Cultural traditions from around the world are passed between the generations, teaching how to get through bad times. Festival foods prepared every year that remind us how to cook the greens from the field if the food runs out. Comfort dishes using lots of grease to keep you warm when there’s no more heating oil. Aunties and uncles handing down their sewing machines and soup pots and other tools for making do.
Not everyone has access to these traditions. Some folks don’t have a family (either born or found) to teach them. Others have had it easy long enough that they don’t remember the old ways of doing things.
At times when cultures have had to change fast without traditions to guide them, they intentionally built up the skills of the community to meet the days ahead:
- In 1406 the Chinese Ming dynasty prince Zhu Su wrote Jiuhuang Bencao (救荒本草) / ‘Famine Relief Herbal’, a book of illustrations and descriptions of wild plants that could be eaten during starvation events.
- As the world blockaded Cuba during the cold war, the government released a manual called El Libro de familia’/ ‘A Book for the Family’ – which had DIY guides for skills ranging from foraging, construction, mechanics, and medical care.
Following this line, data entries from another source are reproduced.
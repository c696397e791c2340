//! countd - multi-camera line-crossing counter daemon
//!
//! This daemon:
//! 1. Loads camera and detection configuration
//! 2. Selects the inference backend for this host
//! 3. Starts one detection worker per requested camera
//! 4. Runs until Ctrl-C or `--seconds`, then stops every session and prints
//!    session summaries as JSON

use anyhow::{anyhow, bail, Context, Result};
use clap::Parser;
use std::path::PathBuf;
use std::sync::{mpsc, Arc};
use std::time::{Duration, Instant};

use counting_kernel::{
    channel_callback, BackendPreference, CameraProvider, CargoType, Collaborators, CountdConfig,
    DetectionOrchestrator, LoaderRegistry, SourceOpener, SyntheticLoader, SystemProbe,
};

const STATUS_INTERVAL: Duration = Duration::from_secs(5);

#[derive(Parser, Debug)]
#[command(author, version, about)]
struct Args {
    /// Config file (.toml or .json).
    #[arg(long, env = "COUNTD_CONFIG")]
    config: Option<PathBuf>,
    /// Backend preference: auto, tensorrt, directml, openvino or cpu.
    #[arg(long)]
    backend: Option<BackendPreference>,
    /// Camera id to start (repeatable). Defaults to every enabled camera.
    #[arg(long = "camera")]
    cameras: Vec<u32>,
    /// Operator recorded on each session.
    #[arg(long, default_value = "operator")]
    user: String,
    /// Cargo type recorded on each session.
    #[arg(long, default_value = "unspecified")]
    cargo_type: CargoType,
    /// Stop after this many seconds instead of waiting for Ctrl-C.
    #[arg(long)]
    seconds: Option<u64>,
    /// Deterministic seed for the synthetic engine.
    #[arg(long)]
    seed: Option<u64>,
}

fn main() -> Result<()> {
    env_logger::Builder::from_env(env_logger::Env::default().default_filter_or("info")).init();
    let args = Args::parse();

    let mut cfg = CountdConfig::load_from(args.config.as_deref())?;
    if let Some(preference) = args.backend {
        cfg.detection.preferred_backend = preference;
    }
    let cameras = Arc::new(cfg.cameras.clone());

    let mut synthetic = SyntheticLoader::new();
    if let Some(seed) = args.seed {
        synthetic = synthetic.with_seed(seed);
    }
    let loader = LoaderRegistry::new().with_fallback(synthetic);

    let orchestrator = DetectionOrchestrator::new(
        cfg.detection,
        Collaborators {
            cameras: cameras.clone(),
            probe: Arc::new(SystemProbe),
            loader: Arc::new(loader),
            opener: Arc::new(SourceOpener),
        },
    );
    if !orchestrator.backend_ready() {
        bail!(
            "no inference backend available (is {} present?)",
            orchestrator.settings().model_path.display()
        );
    }
    let info = orchestrator.get_backend_info();
    log::info!("backend {} using {}", info.label, info.model_path.display());

    let events = orchestrator.subscribe();
    std::thread::Builder::new()
        .name("countd-events".into())
        .spawn(move || {
            for event in events {
                log::info!("event: {:?}", event);
            }
        })
        .context("spawn event logger")?;

    let requested: Vec<u32> = if args.cameras.is_empty() {
        cameras.list_enabled_cameras().iter().map(|c| c.id).collect()
    } else {
        args.cameras.clone()
    };

    let mut started = 0usize;
    for camera_id in requested {
        let (callback, updates) = channel_callback(4);
        match orchestrator.start(camera_id, &args.user, args.cargo_type, Some(callback)) {
            Ok(()) => {
                started += 1;
                std::thread::Builder::new()
                    .name(format!("countd-updates-{}", camera_id))
                    .spawn(move || {
                        for update in updates {
                            log::trace!(
                                "camera {} frame {} count {}",
                                update.camera_id,
                                update.frame.sequence,
                                update.count
                            );
                        }
                    })
                    .context("spawn update drain")?;
            }
            Err(rejection) => log::warn!("not starting camera {}: {}", camera_id, rejection),
        }
    }
    if started == 0 {
        return Err(anyhow!("no camera could be started"));
    }

    let (tx, rx) = mpsc::channel();
    ctrlc::set_handler(move || {
        let _ = tx.send(());
    })
    .context("error setting Ctrl-C handler")?;

    let deadline = args.seconds.map(|s| Instant::now() + Duration::from_secs(s));
    log::info!("countd running with {} camera(s); Ctrl-C to stop", started);
    loop {
        let wait = match deadline {
            Some(deadline) => deadline.saturating_duration_since(Instant::now()).min(STATUS_INTERVAL),
            None => STATUS_INTERVAL,
        };
        match rx.recv_timeout(wait) {
            Ok(()) | Err(mpsc::RecvTimeoutError::Disconnected) => {
                log::info!("shutdown signal received");
                break;
            }
            Err(mpsc::RecvTimeoutError::Timeout) => {}
        }
        if deadline.is_some_and(|d| Instant::now() >= d) {
            log::info!("run time elapsed");
            break;
        }
        let active = orchestrator.active_cameras();
        if active.is_empty() {
            log::warn!("every session has ended");
            break;
        }
        for camera_id in active {
            log::info!(
                "camera {} count={}",
                camera_id,
                orchestrator.get_detection_count(camera_id)
            );
        }
    }

    let summaries = orchestrator.stop_all();
    println!("{}", serde_json::to_string_pretty(&summaries)?);
    Ok(())
}
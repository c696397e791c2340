use anyhow::Result;

use crate::backend::{BackendSelection, DeviceArgs};
use crate::detect::result::TrackedDetection;
use crate::frame::Frame;

/// Per-call tracking parameters.
#[derive(Clone, Copy, Debug)]
pub struct TrackParams<'a> {
    /// Detections below this confidence are dropped by the engine.
    pub confidence_threshold: f32,
    /// Backend-specific execution arguments from the active `BackendSelection`.
    pub device_args: &'a DeviceArgs,
    /// Tracker configuration name (e.g. `bytetrack.yaml`).
    pub tracker_config: &'a str,
}

/// Detection + tracking engine for one stream.
///
/// # Identity contract
///
/// Track ids must persist across calls on the same engine instance for the
/// same logical stream. Each camera worker loads its own engine, so engines
/// never see frames from two cameras.
pub trait InferenceEngine: Send {
    /// Engine identifier.
    fn name(&self) -> &'static str;

    /// Detect and track objects in one frame.
    ///
    /// Implementations must treat the frame as read-only and must not retain
    /// it beyond the call.
    fn track(&mut self, frame: &Frame, params: &TrackParams<'_>) -> Result<Vec<TrackedDetection>>;

    /// Optional warm-up hook, run once after loading.
    fn warm_up(&mut self) -> Result<()> {
        Ok(())
    }
}

/// Loads an engine for the model artifact named by a backend selection.
pub trait ModelLoader: Send + Sync {
    fn load(&self, selection: &BackendSelection) -> Result<Box<dyn InferenceEngine>>;
}
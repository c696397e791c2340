pub mod synthetic;

pub use synthetic::{SyntheticEngine, SyntheticLoader};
- World war II era Europe published numerous magazines, pamphlets, media programs, and social events, which taught regular people how to make things work with less and less.
This book is intended for those people who have lost the traditions of hard times, and don’t know how to face them when they finally return. We’ve sourced the material from personal interviews, scientific papers, and historical accounts of people making it through scarcity.